いわきは2回戦で秋田と対戦して2-0の勝利。3回戦に進むのは2017年度大会以来だ。福島県リーグ1部所属時代にJ1札幌と対戦し、延長戦の末に勝利してサプライズを呼んだときまでさかのぼる。それ以降は本大会初戦敗退が多く、勝利を収めたのは2020年度大会以来となる。
広島と対戦することが決まると、当日の出場可否はさておき、生駒 仁は同郷出身の大迫 敬介との初対戦を望み、山下 優人は千葉U-15時代の同期である大橋 祐紀との対戦に向けて鼻息が荒かった。

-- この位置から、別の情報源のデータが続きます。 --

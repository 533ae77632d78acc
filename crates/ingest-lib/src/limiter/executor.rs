//! Request execution with quota gating, retry and backoff
//!
//! One logical request acquires a single quota slot, then makes up to
//! `retry_attempts` transport calls:
//! - success: record, pace, return the payload
//! - 429: record, sit out the fixed cooldown, try again
//! - anything else: record, back off linearly (`base * attempt`), try again

use super::{QuotaTracker, RateLimiterConfig, UsageRecorder};
use crate::error::{IngestError, Result, TransportError};
use crate::models::{CallRecord, UsageSnapshot};
use crate::observability::IngestMetrics;
use crate::sink::PersistenceSink;
use async_trait::async_trait;
use serde_json::Value;
use std::sync::Arc;
use std::time::Duration;
use tokio::time::{sleep, Instant};
use tracing::{debug, warn};

/// Window used for the "last minute" figures of [`UsageSnapshot`]
const SNAPSHOT_WINDOW: Duration = Duration::from_secs(60);

/// Network client for the upstream API
#[async_trait]
pub trait Transport: Send + Sync {
    /// Issue one call; the implementation owns credentials
    async fn send(
        &self,
        endpoint: &str,
        params: &[(String, String)],
    ) -> std::result::Result<Value, TransportError>;
}

/// Issues rate-limited upstream requests and records every attempt
pub struct RequestExecutor {
    config: RateLimiterConfig,
    transport: Arc<dyn Transport>,
    quota: Arc<QuotaTracker>,
    usage: Arc<UsageRecorder>,
    sink: Option<Arc<dyn PersistenceSink>>,
    metrics: IngestMetrics,
}

impl RequestExecutor {
    /// Create an executor with its own quota tracker and usage log
    pub fn new(config: RateLimiterConfig, transport: Arc<dyn Transport>) -> Self {
        let quota = Arc::new(QuotaTracker::new(
            config.per_minute_cap,
            config.per_second_cap,
        ));
        Self {
            config,
            transport,
            quota,
            usage: Arc::new(UsageRecorder::default()),
            sink: None,
            metrics: IngestMetrics::new(),
        }
    }

    /// Share an existing usage log instead of the private one
    pub fn with_usage(mut self, usage: Arc<UsageRecorder>) -> Self {
        self.usage = usage;
        self
    }

    /// Mirror every attempt into the sink's call log
    pub fn with_sink(mut self, sink: Arc<dyn PersistenceSink>) -> Self {
        self.sink = Some(sink);
        self
    }

    pub fn config(&self) -> &RateLimiterConfig {
        &self.config
    }

    pub fn quota(&self) -> Arc<QuotaTracker> {
        self.quota.clone()
    }

    pub fn usage(&self) -> Arc<UsageRecorder> {
        self.usage.clone()
    }

    pub fn transport(&self) -> Arc<dyn Transport> {
        self.transport.clone()
    }

    /// Execute one logical request, failing with `ExhaustedRetries` once
    /// every attempt has been used
    pub async fn execute(&self, endpoint: &str, params: &[(String, String)]) -> Result<Value> {
        self.quota.acquire().await?;

        let attempts = self.config.retry_attempts.max(1);
        let mut last_error = TransportError::network("no attempt made");

        for attempt in 1..=attempts {
            let started = Instant::now();
            let outcome = self.transport.send(endpoint, params).await;
            let latency_ms = started.elapsed().as_millis() as u64;
            self.metrics
                .observe_request_latency(started.elapsed().as_secs_f64());

            match outcome {
                Ok(payload) => {
                    self.record_attempt(CallRecord::success(endpoint, latency_ms))
                        .await;
                    self.metrics.inc_upstream_request("success");
                    debug!(endpoint = %endpoint, attempt = attempt, latency_ms = latency_ms, "Upstream call succeeded");

                    sleep(self.config.request_pacing).await;
                    return Ok(payload);
                }
                Err(err) if err.is_rate_limited() => {
                    self.record_attempt(CallRecord::failure(endpoint, latency_ms, err.status_code))
                        .await;
                    self.metrics.inc_upstream_request("rate_limited");

                    let is_final = attempt == attempts;
                    warn!(
                        endpoint = %endpoint,
                        attempt = attempt,
                        cooldown_secs = self.config.rate_limit_cooldown.as_secs(),
                        final_attempt = is_final,
                        "Rate limited by upstream"
                    );
                    if !is_final || self.config.cooldown_on_final_attempt {
                        sleep(self.config.rate_limit_cooldown).await;
                    }
                    last_error = err;
                }
                Err(err) => {
                    self.record_attempt(CallRecord::failure(endpoint, latency_ms, err.status_code))
                        .await;
                    self.metrics.inc_upstream_request("failure");

                    warn!(
                        endpoint = %endpoint,
                        attempt = attempt,
                        max_attempts = attempts,
                        error = %err,
                        "Upstream call failed"
                    );
                    if attempt < attempts {
                        sleep(self.config.retry_base_delay * attempt).await;
                    }
                    last_error = err;
                }
            }
        }

        Err(IngestError::ExhaustedRetries {
            attempts,
            last_error,
        })
    }

    /// Current quota and call statistics for the snapshot publisher
    pub async fn usage_snapshot(&self) -> UsageSnapshot {
        let quota = self.quota.snapshot().await;
        let stats = self.usage.stats_since(SNAPSHOT_WINDOW).await;

        UsageSnapshot {
            current_minute_calls: quota.per_minute_count,
            remaining_calls_this_minute: quota.remaining_this_minute(),
            calls_in_last_minute: stats.count,
            successful_calls: stats.success_count,
            failed_calls: stats.failure_count,
            avg_response_time: stats.avg_latency_ms,
        }
    }

    async fn record_attempt(&self, record: CallRecord) {
        self.usage.record(record.clone()).await;
        if let Some(sink) = &self.sink {
            if let Err(e) = sink.append_call_record(&record).await {
                warn!(error = %e, endpoint = %record.endpoint, "Failed to persist call record");
            }
        }
    }
}

#[cfg(test)]
mod tests {
    use super::*;
    use crate::health::HealthCheckResult;
    use crate::models::DataRecord;
    use crate::sink::{PoolStats, SqliteSink, TableFreshness};
    use chrono::{DateTime, Utc};
    use serde_json::json;
    use std::collections::VecDeque;
    use std::sync::atomic::{AtomicUsize, Ordering};
    use std::sync::Mutex;

    /// Transport that replays a fixed script of outcomes
    struct ScriptedTransport {
        script: Mutex<VecDeque<std::result::Result<Value, TransportError>>>,
        calls: AtomicUsize,
    }

    impl ScriptedTransport {
        fn new(script: Vec<std::result::Result<Value, TransportError>>) -> Self {
            Self {
                script: Mutex::new(script.into()),
                calls: AtomicUsize::new(0),
            }
        }
    }

    #[async_trait]
    impl Transport for ScriptedTransport {
        async fn send(
            &self,
            _endpoint: &str,
            _params: &[(String, String)],
        ) -> std::result::Result<Value, TransportError> {
            self.calls.fetch_add(1, Ordering::SeqCst);
            self.script
                .lock()
                .unwrap()
                .pop_front()
                .unwrap_or_else(|| Err(TransportError::network("script exhausted")))
        }
    }

    fn test_config() -> RateLimiterConfig {
        RateLimiterConfig {
            per_minute_cap: 100,
            per_second_cap: 10,
            retry_attempts: 3,
            retry_base_delay: Duration::from_secs(1),
            ..Default::default()
        }
    }

    #[tokio::test(start_paused = true)]
    async fn test_retries_until_success() {
        let transport = Arc::new(ScriptedTransport::new(vec![
            Err(TransportError::status(500, "boom")),
            Err(TransportError::network("connection reset")),
            Ok(json!({"symbol": "AAPL"})),
        ]));
        let executor = RequestExecutor::new(test_config(), transport.clone());

        let payload = executor.execute("quote/AAPL", &[]).await.unwrap();
        assert_eq!(payload["symbol"], "AAPL");
        assert_eq!(transport.calls.load(Ordering::SeqCst), 3);

        let records = executor.usage().recent(10).await;
        assert_eq!(records.len(), 3);
        assert_eq!(records.iter().filter(|r| r.succeeded).count(), 1);
        assert_eq!(records.iter().filter(|r| !r.succeeded).count(), 2);
    }

    #[tokio::test(start_paused = true)]
    async fn test_exhausted_retries_uses_linear_backoff() {
        let transport = Arc::new(ScriptedTransport::new(vec![
            Err(TransportError::status(500, "first")),
            Err(TransportError::status(502, "second")),
            Err(TransportError::status(503, "third")),
        ]));
        let executor = RequestExecutor::new(test_config(), transport);
        let start = Instant::now();

        let err = executor.execute("quote/AAPL", &[]).await.unwrap_err();
        match err {
            IngestError::ExhaustedRetries {
                attempts,
                last_error,
            } => {
                assert_eq!(attempts, 3);
                assert_eq!(last_error.status_code, Some(503));
            }
            other => panic!("unexpected error: {other}"),
        }

        // 1s after the first failure, 2s after the second, nothing after the last
        let waited = start.elapsed();
        assert!(waited >= Duration::from_secs(3));
        assert!(waited < Duration::from_secs(4));
        assert_eq!(executor.usage().len().await, 3);
    }

    #[tokio::test(start_paused = true)]
    async fn test_rate_limited_attempt_waits_cooldown() {
        let transport = Arc::new(ScriptedTransport::new(vec![
            Err(TransportError::rate_limited()),
            Ok(json!([])),
        ]));
        let executor = RequestExecutor::new(test_config(), transport);
        let start = Instant::now();

        executor.execute("historical/AAPL", &[]).await.unwrap();

        let waited = start.elapsed();
        assert!(waited >= Duration::from_secs(60));
        assert!(waited < Duration::from_secs(61));

        let records = executor.usage().recent(10).await;
        assert_eq!(records.len(), 2);
        assert_eq!(records[1].status_code, Some(429));
    }

    #[tokio::test(start_paused = true)]
    async fn test_final_rate_limit_can_fail_fast() {
        let transport = Arc::new(ScriptedTransport::new(vec![Err(
            TransportError::rate_limited(),
        )]));
        let config = RateLimiterConfig {
            retry_attempts: 1,
            cooldown_on_final_attempt: false,
            ..test_config()
        };
        let executor = RequestExecutor::new(config, transport);
        let start = Instant::now();

        let err = executor.execute("quote/AAPL", &[]).await.unwrap_err();
        assert!(matches!(err, IngestError::ExhaustedRetries { attempts: 1, .. }));
        assert!(start.elapsed() < Duration::from_secs(1));
    }

    #[tokio::test(start_paused = true)]
    async fn test_retries_reuse_the_granted_slot() {
        // A one-per-minute cap would stall every retry if each took a slot
        let transport = Arc::new(ScriptedTransport::new(vec![
            Err(TransportError::status(500, "boom")),
            Ok(json!({})),
        ]));
        let config = RateLimiterConfig {
            per_minute_cap: 1,
            ..test_config()
        };
        let executor = RequestExecutor::new(config, transport);
        let start = Instant::now();

        executor.execute("quote/AAPL", &[]).await.unwrap();
        assert!(start.elapsed() < Duration::from_secs(2));

        let snapshot = executor.usage_snapshot().await;
        assert_eq!(snapshot.current_minute_calls, 1);
        assert_eq!(snapshot.remaining_calls_this_minute, 0);
        assert_eq!(snapshot.calls_in_last_minute, 2);
        assert_eq!(snapshot.successful_calls, 1);
        assert_eq!(snapshot.failed_calls, 1);
    }

    #[tokio::test]
    async fn test_attempts_are_mirrored_to_sink() {
        let sink = Arc::new(SqliteSink::in_memory().await.unwrap());
        let transport = Arc::new(ScriptedTransport::new(vec![
            Err(TransportError::status(500, "boom")),
            Err(TransportError::status(500, "boom")),
            Ok(json!({})),
        ]));
        let executor = RequestExecutor::new(test_config(), transport).with_sink(sink.clone());

        executor.execute("quote/AAPL", &[]).await.unwrap();

        assert_eq!(sink.query_recent_error_count(1).await.unwrap(), 2);
    }

    /// Sink whose call-log writes for "slow" take two seconds
    struct SlowCallLogSink;

    #[async_trait]
    impl PersistenceSink for SlowCallLogSink {
        async fn upsert(&self, _record: &DataRecord) -> Result<()> {
            Ok(())
        }

        async fn append_health_result(&self, _result: &HealthCheckResult) -> Result<()> {
            Ok(())
        }

        async fn append_call_record(&self, record: &CallRecord) -> Result<()> {
            if record.endpoint == "slow" {
                sleep(Duration::from_secs(2)).await;
            }
            Ok(())
        }

        async fn prune_call_records(&self, _older_than: DateTime<Utc>) -> Result<u64> {
            Ok(0)
        }

        async fn query_freshness(&self) -> Result<Vec<TableFreshness>> {
            Ok(Vec::new())
        }

        async fn query_recent_error_count(&self, _window_hours: u32) -> Result<u64> {
            Ok(0)
        }

        async fn recent_health_results(&self, _limit: usize) -> Result<Vec<HealthCheckResult>> {
            Ok(Vec::new())
        }

        async fn ping(&self) -> Result<Duration> {
            Ok(Duration::ZERO)
        }

        fn pool_stats(&self) -> PoolStats {
            PoolStats::default()
        }
    }

    #[tokio::test(start_paused = true)]
    async fn test_slow_sink_writes_keep_usage_window_accurate() {
        let transport = Arc::new(ScriptedTransport::new(vec![Ok(json!({})), Ok(json!({}))]));
        let executor = Arc::new(
            RequestExecutor::new(test_config(), transport).with_sink(Arc::new(SlowCallLogSink)),
        );
        let start = Instant::now();

        let slow = tokio::spawn({
            let executor = executor.clone();
            async move { executor.execute("slow", &[]).await }
        });
        sleep(Duration::from_secs(1)).await;
        let fast = tokio::spawn({
            let executor = executor.clone();
            async move { executor.execute("fast", &[]).await }
        });
        slow.await.unwrap().unwrap();
        fast.await.unwrap().unwrap();

        tokio::time::sleep_until(start + Duration::from_millis(60_500)).await;
        let stats = executor.usage().stats_since(SNAPSHOT_WINDOW).await;
        assert_eq!(stats.count, 1);
        assert_eq!(executor.usage().recent(1).await[0].endpoint, "fast");
    }
}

2回戦で秋田に勝利したときは、J1クラブ相手にどれだけ通用するかが楽しみだったが、そうはいかない事情が押し寄せている。7月7日付けで発表があったとおり、守備の要だった照山 颯人が長崎へ完全移籍。リハビリが長引いていた嵯峨 理久も岡山へ完全移籍。広島から育成型期限付き移籍でプレーしている棚田 遼は契約上出場不可。JFA・Jリーグ特別指定選手で桐蔭横浜大に所属する五十嵐 聖己は天皇杯メンバーに登録できない。さらにケガ人も多く、持てるコマは限られている。こうした事情も踏まえながらターンオーバーに関しては控えめにするというコメントを残している田村 雄三監督ではあるが、広島戦後に中3日で控える明治安田J2第24節・山形戦を考慮すると顔ぶれは少し変わってもおかしくない。直近の第23節・大分戦では近藤 慶一や大迫 塁が途中出場から攻撃に厚みを加え、特に大迫 塁は左サイドの攻撃の作りでアクセントになれることを示した。
リーグ戦で3連敗を喫し、ホームで同6試合未勝利と成績を見ても難しい状況にある。ただ、「勝利に結びつかないことが続いているけど、天皇杯をホーム(本拠地)でできることはアドバンテージでもあるし、勝利できれば勢いを作ることができる。勝つためにチーム一丸となっていきたい」と山口 大輝が話すように、リバウンドメンタリティーを持って、どれだけ戦うことができるかがポイントになる。戦術的に似ているJ1上位の広島相手に、いわきのサッカーがどれだけ通用するのか。悪い流れを変える試合にしたい。
いわきと初対戦となる広島は2回戦でFCバレイン下関と対戦し、11-2と大勝を収めている。この試合も含めて6月は公式戦9連戦を戦い抜いた。7月最初の試合だったJ1第22節・神戸戦は1-3の敗戦。リーグ戦は3試合勝利から遠ざかっている。天皇杯を勝ち上がることはもちろんのことながら、大幅なターンオーバーを行わないミヒャエル スキッベ監督は14日に開催される第23節・福岡戦をにらみ、いわき戦に向けてどれだけ主力を温存するか。参考にすべきは4月のJリーグYBCルヴァンカップ1stラウンド2回戦・奈良戦かもしれない。その試合では直近のリーグ戦のメンバーとサブ組を混合させた構成だった。ただ、広島は前回大会の3回戦でJ2栃木相手に0-2の敗戦を喫している。同じ轍を踏まないために、そしてJ1チームの矜持を示すべく、いわき相手に強さを見せてベスト16進出を目指す。